DANNY YANG

about me · blog · projects · hire me

[Review] W.E.B Dubois's Data Portraits: Visualizing Black America

03 Oct 2023 - 1635 words - 8 minute read - RSS

Introduction #

This post is a bit different from my previous posts. It’s a review of the charts and visualizations in W.E.B Dubois’s Data Portraits: Visualizing Black America. The book features 63 charts by Du Bois and a team from Atlanta University, which were originally created for the 1900 Paris Exposition to show the progress that Black Americans had made since the Civil War.

I had known about these visualizations for a while (they are classics, after all), but I didn’t really take the chance to examine every print in detail until I recently acquired a copy. Truly ahead of their time both aesthetic appeal and clarity, Du Bois’s charts use color, shapes, and layout effectively to convey a strong narrative using data. Being able to look at these charts printed on paper (as they were originally created/displayed) made a huge difference in my ability to enjoy and critique them.

Since they were hand-crafted and hand-colored over 100 years ago, they also reflect the technology and limitations of their time. Several of the charts sacrifice visual clarity for novel and eye-catching colors/layouts (perhaps intentionally). Several other charts contain text or other elements that are challenging for today’s data visualization practitioners to automatically generate without any hard-coding, demonstrating how tailor-made additions can enhance the impact of otherwise quotidian chart layouts.
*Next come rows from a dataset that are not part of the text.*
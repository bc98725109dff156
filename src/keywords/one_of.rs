use crate::{
    context::{Scope, ValidationContext},
    error::ValidationErrorKind,
    keywords::{self, all_of::branches, CheckResult},
    paths::InstancePath,
};
use serde_json::Value;

/// Exactly one branch has to pass.
pub(crate) fn check(
    ctx: &mut ValidationContext<'_>,
    instance: &Value,
    schemas: &Value,
    scope: &Scope,
    path: &InstancePath<'_>,
) -> CheckResult {
    let mut matched = 0;
    for schema in branches(schemas, "oneOf", scope)? {
        let passed = if matched == 0 {
            ctx.isolated(|ctx| keywords::check(ctx, Some(instance), schema, scope, path, false))?
                .is_empty()
        } else {
            // A second match fails the keyword, nothing it records is kept
            ctx.probe(|ctx| keywords::check(ctx, Some(instance), schema, scope, path, false))?
        };
        if passed {
            matched += 1;
        }
    }
    if matched == 1 {
        Ok(())
    } else {
        ctx.error(ValidationErrorKind::OneOf { matched }, path)
    }
}
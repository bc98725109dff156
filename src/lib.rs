//! # jsonschema-check
//!
//! A crate for checking JSON documents against JSON Schema. Every violation is reported with
//! its location in the instance, a human readable message and a machine readable constraint.
//!
//! Supports:
//!   - JSON Schema drafts 3, 4, 6, 7 and the core of 2019-09;
//!   - `$ref` / `extends` to local fragments, embedded ids and remote documents;
//!   - Type coercion of string inputs and default filling;
//!   - Loading remote documents via the filesystem or HTTP(S).
//!
//! ## Usage Examples:
//! A one-off check with the default configuration
//! ```rust
//! # use jsonschema_check::{CheckMode, SchemaError};
//! # use serde_json::json;
//! # fn foo() -> Result<(), SchemaError> {
//! let schema = json!({"type": "object", "required": ["name"]});
//! let report = jsonschema_check::validate(&json!({}), &schema, None, CheckMode::NORMAL)?;
//! assert_eq!(report.errors[0].to_string(), "#/name: The property name is required");
//! # Ok(())
//! # }
//! ```
//! A configured validator that can be reused across threads
//! ```rust
//! # use jsonschema_check::{CheckMode, Draft, SchemaError, Validator};
//! # use serde_json::json;
//! # fn foo() -> Result<(), SchemaError> {
//! let validator = Validator::options()
//!     .with_draft(Draft::Draft7)
//!     .build()?;
//! let schema = json!({"if": {"minimum": 10}, "then": {"multipleOf": 5}});
//! let report = validator.validate(&json!(12), &schema, None, CheckMode::EXCEPTIONS);
//! assert!(report.is_err());
//! # Ok(())
//! # }
//! ```
#![warn(
    clippy::cast_possible_truncation,
    clippy::doc_markdown,
    clippy::explicit_iter_loop,
    clippy::map_unwrap_or,
    clippy::match_same_arms,
    clippy::needless_borrow,
    clippy::needless_pass_by_value,
    clippy::print_stdout,
    clippy::redundant_closure,
    clippy::trivially_copy_pass_by_ref,
    missing_debug_implementations,
    trivial_casts,
    trivial_numeric_casts,
    unused_extern_crates,
    unused_import_braces,
    unused_qualifications,
    variant_size_differences
)]
#![allow(clippy::unnecessary_wraps, clippy::upper_case_acronyms)]
mod content_encoding;
mod content_media_type;
mod context;
mod error;
mod error_bag;
mod keywords;
mod mode;
mod options;
mod paths;
mod resolver;
mod retriever;
mod schemas;
mod type_check;
pub mod uri;
mod validator;

pub use error::{Constraint, ErrorContext, SchemaError, ValidationError, ValidationErrorKind};
pub use keywords::format::Format;
pub use mode::CheckMode;
pub use options::ValidationOptions;
pub use paths::JsonPointer;
pub use resolver::SchemaStore;
#[cfg(feature = "resolve-file")]
pub use retriever::FileRetriever;
#[cfg(feature = "resolve-http")]
pub use retriever::HttpRetriever;
pub use retriever::{DefaultRetriever, Resource, Retrieve};
pub use schemas::{draft_from_schema, draft_from_url, Draft};
pub use validator::{Report, Validator};

use once_cell::sync::Lazy;
use serde_json::Value;

static DEFAULT_VALIDATOR: Lazy<Validator> = Lazy::new(Validator::new);

/// Check `instance` against `schema` with the default options.
///
/// Remote documents are cached for the lifetime of the process.
///
/// # Errors
///
/// See [`Validator::validate`].
#[inline]
pub fn validate(
    instance: &Value,
    schema: &Value,
    base_uri: Option<&str>,
    mode: CheckMode,
) -> Result<Report, SchemaError> {
    DEFAULT_VALIDATOR.validate(instance, schema, base_uri, mode)
}

/// A shortcut for validating `instance` against `schema`. Draft version is detected automatically.
/// ```rust
/// use jsonschema_check::is_valid;
/// use serde_json::json;
///
/// let schema = json!({"maxLength": 5});
/// let instance = json!("foo");
/// assert!(is_valid(&schema, &instance));
/// ```
///
/// A schema that cannot be evaluated makes every instance invalid.
#[must_use]
#[inline]
pub fn is_valid(schema: &Value, instance: &Value) -> bool {
    DEFAULT_VALIDATOR.is_valid(instance, schema)
}

#[cfg(test)]
pub(crate) mod tests_util {
    use super::{CheckMode, Report};
    use serde_json::Value;

    fn report(schema: &Value, instance: &Value, mode: CheckMode) -> Report {
        crate::validate(instance, schema, None, mode).expect("Valid schema")
    }

    pub(crate) fn is_not_valid(schema: &Value, instance: &Value) {
        is_not_valid_with_mode(schema, instance, CheckMode::NORMAL)
    }

    pub(crate) fn is_not_valid_with_mode(schema: &Value, instance: &Value, mode: CheckMode) {
        let report = report(schema, instance, mode);
        assert!(!report.valid, "{} should not be valid", instance);
        assert!(
            !report.errors.is_empty(),
            "{} should not be valid (via errors)",
            instance
        );
    }

    pub(crate) fn expect_errors(schema: &Value, instance: &Value, errors: &[&str]) {
        expect_errors_with_mode(schema, instance, CheckMode::NORMAL, errors)
    }

    pub(crate) fn expect_errors_with_mode(
        schema: &Value,
        instance: &Value,
        mode: CheckMode,
        errors: &[&str],
    ) {
        assert_eq!(
            report(schema, instance, mode)
                .errors
                .iter()
                .map(ToString::to_string)
                .collect::<Vec<String>>(),
            errors
        )
    }

    pub(crate) fn is_valid(schema: &Value, instance: &Value) {
        is_valid_with_mode(schema, instance, CheckMode::NORMAL)
    }

    pub(crate) fn is_valid_with_mode(schema: &Value, instance: &Value, mode: CheckMode) {
        let report = report(schema, instance, mode);
        assert!(
            report.valid,
            "{} should be valid, got {:?}",
            instance, report.errors
        );
        assert!(crate::is_valid(schema, instance) || mode != CheckMode::NORMAL);
    }
}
Beyond offering examples of well-executed standard chart types like bar charts and choropleths, these prints contain many other noteworthy design elements.

Below I discuss some that stood out the most to me, referring to the prints using the numbering system from the book.

Wrapped Bar Charts #

The bar charts in found in prints 17, 26, and 62 all have one bar that is much longer than the rest. Instead of showing the entire scale in a straight line and compressing every other bar, Du Bois instead chooses to wrap the longest bar around, sometimes doubling back on itself multiple times. It’s an effective way to highlight a large quantity without making the other bars too short, while keeping the size of the longest bar visually accurate.

Print 26

The circular bar charts on prints 11 and 25 are conceptually similar, with the bars curving around in a spiral instead of doubling back in a straight line. I prefer the straight lines over circular ones since it’s much easier to compare at a glance, but if the goal is to convey the message “this number is a lot bigger than the others”, then these work just fine.

Print 11

Finally, I must caution against going overboard and wrapping multiple bars in a chart. Wrapping the bar is an effective way of visualizing a single disproportionately large value (as shown by this study), but using it for multiple bars muddles the visual impact and makes the chart much harder to read. If you end up in a situation where you need to wrap every other bar in your chart, it’s a sign that you should either use different scales or split your chart up.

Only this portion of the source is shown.